[Dataset entries]
◆ ◆ ◆ ◆ ◆ ◆ ◆

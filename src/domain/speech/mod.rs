pub mod audio;
pub mod error;
pub mod language;
pub mod normalizer;
pub mod numbers;
pub mod segmenter;
pub mod service;
pub mod synthesizer;

pub use audio::{AudioArtifact, AudioClip, AudioEncoding, EncodedAudio};
pub use error::{AudioError, DetectionError, SpeechServiceError, SynthesisError};
pub use language::{LanguageCode, LanguageIdentifier};
pub use normalizer::Normalizer;
pub use segmenter::{SegmentMode, Segmenter, SpeechUnit};
pub use service::{FailurePolicy, PipelineSettings, SpeechService, SpeechServiceApi};
pub use synthesizer::Synthesizer;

◆ ◆ ◆ ◆ ◆ ◆ ◆

- **WHAT THE EXERCISE ASKS**
The lines holding the word "normalizer" are the answer. Find them in the entries and copy them.

- **EXPECTED ANSWER**
pub mod normalizer;
pub use normalizer::Normalizer;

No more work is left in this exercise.